• [Task to carry out]:
Retype the range from the line holding "assert!(narrow.attributes.archive());" to the last line of the listing, inclusive, exactly as it appears and with nothing else.

:: Dataset content ::

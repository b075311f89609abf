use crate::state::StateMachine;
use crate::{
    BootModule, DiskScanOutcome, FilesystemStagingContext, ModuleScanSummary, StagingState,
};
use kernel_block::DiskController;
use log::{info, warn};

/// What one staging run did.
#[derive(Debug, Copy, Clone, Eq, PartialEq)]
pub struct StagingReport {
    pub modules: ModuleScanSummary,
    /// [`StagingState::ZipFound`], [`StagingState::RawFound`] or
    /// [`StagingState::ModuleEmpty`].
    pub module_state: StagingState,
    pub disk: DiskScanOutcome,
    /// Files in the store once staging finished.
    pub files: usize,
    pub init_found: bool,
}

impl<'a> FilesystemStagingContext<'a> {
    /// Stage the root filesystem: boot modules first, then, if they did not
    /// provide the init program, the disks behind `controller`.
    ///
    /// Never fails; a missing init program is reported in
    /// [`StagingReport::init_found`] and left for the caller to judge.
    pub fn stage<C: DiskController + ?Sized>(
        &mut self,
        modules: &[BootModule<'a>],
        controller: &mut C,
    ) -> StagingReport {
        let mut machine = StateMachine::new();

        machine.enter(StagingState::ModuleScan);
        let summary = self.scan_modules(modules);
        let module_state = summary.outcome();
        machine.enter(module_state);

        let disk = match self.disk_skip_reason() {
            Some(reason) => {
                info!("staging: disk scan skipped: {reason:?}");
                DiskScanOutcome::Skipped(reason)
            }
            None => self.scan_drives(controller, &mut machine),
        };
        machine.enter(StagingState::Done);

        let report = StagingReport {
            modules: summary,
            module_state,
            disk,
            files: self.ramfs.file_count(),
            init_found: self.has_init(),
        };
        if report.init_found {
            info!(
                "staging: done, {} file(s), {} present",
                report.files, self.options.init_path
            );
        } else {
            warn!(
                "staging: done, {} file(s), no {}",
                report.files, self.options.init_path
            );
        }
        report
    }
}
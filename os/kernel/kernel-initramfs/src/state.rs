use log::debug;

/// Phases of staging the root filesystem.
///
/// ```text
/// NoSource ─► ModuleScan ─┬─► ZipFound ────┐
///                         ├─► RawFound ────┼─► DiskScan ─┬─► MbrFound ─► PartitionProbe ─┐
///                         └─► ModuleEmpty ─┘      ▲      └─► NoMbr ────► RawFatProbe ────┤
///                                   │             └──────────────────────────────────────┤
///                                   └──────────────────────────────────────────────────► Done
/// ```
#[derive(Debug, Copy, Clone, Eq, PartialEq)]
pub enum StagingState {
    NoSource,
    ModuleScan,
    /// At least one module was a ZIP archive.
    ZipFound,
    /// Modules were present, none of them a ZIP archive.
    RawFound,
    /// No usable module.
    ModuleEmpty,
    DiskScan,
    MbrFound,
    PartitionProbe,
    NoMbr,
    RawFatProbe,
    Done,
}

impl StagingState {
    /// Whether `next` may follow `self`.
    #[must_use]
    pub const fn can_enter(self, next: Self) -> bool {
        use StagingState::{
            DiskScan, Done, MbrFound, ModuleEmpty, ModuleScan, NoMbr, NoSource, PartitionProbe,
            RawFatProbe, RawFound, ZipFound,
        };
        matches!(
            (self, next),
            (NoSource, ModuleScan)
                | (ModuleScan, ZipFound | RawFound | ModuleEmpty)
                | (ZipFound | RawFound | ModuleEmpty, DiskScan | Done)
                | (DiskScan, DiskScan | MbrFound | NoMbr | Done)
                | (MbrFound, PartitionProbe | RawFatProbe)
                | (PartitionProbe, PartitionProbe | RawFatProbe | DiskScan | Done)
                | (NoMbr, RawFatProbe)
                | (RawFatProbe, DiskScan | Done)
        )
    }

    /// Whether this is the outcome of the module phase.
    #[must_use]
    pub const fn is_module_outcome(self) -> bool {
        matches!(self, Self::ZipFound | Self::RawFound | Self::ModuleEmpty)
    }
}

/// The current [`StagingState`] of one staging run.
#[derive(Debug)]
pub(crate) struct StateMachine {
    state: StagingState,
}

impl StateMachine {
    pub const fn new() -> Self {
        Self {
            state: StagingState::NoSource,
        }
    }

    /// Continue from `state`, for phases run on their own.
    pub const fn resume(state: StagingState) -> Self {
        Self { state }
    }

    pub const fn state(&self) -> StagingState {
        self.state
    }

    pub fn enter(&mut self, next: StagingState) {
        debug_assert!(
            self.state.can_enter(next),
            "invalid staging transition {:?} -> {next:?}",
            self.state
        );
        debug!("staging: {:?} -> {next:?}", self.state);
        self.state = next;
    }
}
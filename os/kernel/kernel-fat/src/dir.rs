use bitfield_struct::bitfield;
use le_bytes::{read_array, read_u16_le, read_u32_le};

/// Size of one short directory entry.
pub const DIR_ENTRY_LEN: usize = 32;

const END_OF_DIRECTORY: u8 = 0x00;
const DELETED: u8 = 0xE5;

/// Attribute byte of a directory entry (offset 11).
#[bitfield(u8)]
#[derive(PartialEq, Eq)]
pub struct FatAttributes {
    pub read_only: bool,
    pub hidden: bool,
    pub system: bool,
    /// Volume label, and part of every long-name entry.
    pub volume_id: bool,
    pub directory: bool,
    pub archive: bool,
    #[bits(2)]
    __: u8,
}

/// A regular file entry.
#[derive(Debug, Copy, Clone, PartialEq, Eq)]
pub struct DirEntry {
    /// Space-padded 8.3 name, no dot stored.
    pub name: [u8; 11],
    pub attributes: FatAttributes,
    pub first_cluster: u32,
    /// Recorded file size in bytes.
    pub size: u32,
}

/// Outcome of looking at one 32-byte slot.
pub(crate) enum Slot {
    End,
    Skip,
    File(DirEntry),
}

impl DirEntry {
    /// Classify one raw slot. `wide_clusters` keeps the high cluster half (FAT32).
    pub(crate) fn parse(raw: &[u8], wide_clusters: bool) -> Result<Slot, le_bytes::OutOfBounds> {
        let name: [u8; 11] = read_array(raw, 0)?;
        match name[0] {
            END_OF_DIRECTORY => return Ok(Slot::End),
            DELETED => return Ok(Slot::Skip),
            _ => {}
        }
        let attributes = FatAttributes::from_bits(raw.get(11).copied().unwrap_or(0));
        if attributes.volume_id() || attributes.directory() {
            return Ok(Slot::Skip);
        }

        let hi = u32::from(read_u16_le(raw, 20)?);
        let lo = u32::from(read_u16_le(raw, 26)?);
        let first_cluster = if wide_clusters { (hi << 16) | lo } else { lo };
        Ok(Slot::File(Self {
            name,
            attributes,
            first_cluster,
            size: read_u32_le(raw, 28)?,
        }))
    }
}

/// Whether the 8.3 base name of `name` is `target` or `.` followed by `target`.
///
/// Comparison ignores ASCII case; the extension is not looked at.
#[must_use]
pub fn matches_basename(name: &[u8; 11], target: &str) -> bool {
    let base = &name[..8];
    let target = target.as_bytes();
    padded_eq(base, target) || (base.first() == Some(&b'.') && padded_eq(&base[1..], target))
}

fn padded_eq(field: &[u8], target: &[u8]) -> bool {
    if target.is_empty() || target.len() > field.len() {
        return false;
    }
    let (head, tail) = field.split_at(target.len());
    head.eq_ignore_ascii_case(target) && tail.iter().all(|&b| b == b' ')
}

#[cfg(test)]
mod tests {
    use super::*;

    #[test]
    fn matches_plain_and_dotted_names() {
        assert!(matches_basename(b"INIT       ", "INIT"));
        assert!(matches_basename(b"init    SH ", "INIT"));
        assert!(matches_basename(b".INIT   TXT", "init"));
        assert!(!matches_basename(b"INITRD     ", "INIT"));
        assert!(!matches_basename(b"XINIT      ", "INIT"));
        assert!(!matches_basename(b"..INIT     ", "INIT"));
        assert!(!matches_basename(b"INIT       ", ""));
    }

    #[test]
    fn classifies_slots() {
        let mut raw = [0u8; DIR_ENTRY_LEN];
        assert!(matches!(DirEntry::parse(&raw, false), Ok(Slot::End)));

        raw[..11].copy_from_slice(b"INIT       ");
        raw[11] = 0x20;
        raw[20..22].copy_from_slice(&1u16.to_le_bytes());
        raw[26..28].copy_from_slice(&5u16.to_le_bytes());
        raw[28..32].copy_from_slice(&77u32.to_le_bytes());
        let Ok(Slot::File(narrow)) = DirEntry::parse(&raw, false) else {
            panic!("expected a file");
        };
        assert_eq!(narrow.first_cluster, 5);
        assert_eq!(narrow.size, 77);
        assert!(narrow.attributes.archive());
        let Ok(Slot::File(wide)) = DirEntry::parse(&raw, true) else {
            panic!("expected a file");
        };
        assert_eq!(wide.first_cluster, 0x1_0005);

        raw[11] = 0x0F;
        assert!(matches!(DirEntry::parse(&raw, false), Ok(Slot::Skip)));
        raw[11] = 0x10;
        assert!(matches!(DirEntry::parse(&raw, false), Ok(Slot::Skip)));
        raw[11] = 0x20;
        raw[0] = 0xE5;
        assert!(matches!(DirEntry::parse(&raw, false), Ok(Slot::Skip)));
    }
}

:::

• [Task answer]:
        assert!(narrow.attributes.archive());
        let Ok(Slot::File(wide)) = DirEntry::parse(&raw, true) else {
            panic!("expected a file");
        };
        assert_eq!(wide.first_cluster, 0x1_0005);

        raw[11] = 0x0F;
        assert!(matches!(DirEntry::parse(&raw, false), Ok(Slot::Skip)));
        raw[11] = 0x10;
        assert!(matches!(DirEntry::parse(&raw, false), Ok(Slot::Skip)));
        raw[11] = 0x20;
        raw[0] = 0xE5;
        assert!(matches!(DirEntry::parse(&raw, false), Ok(Slot::Skip)));
    }
}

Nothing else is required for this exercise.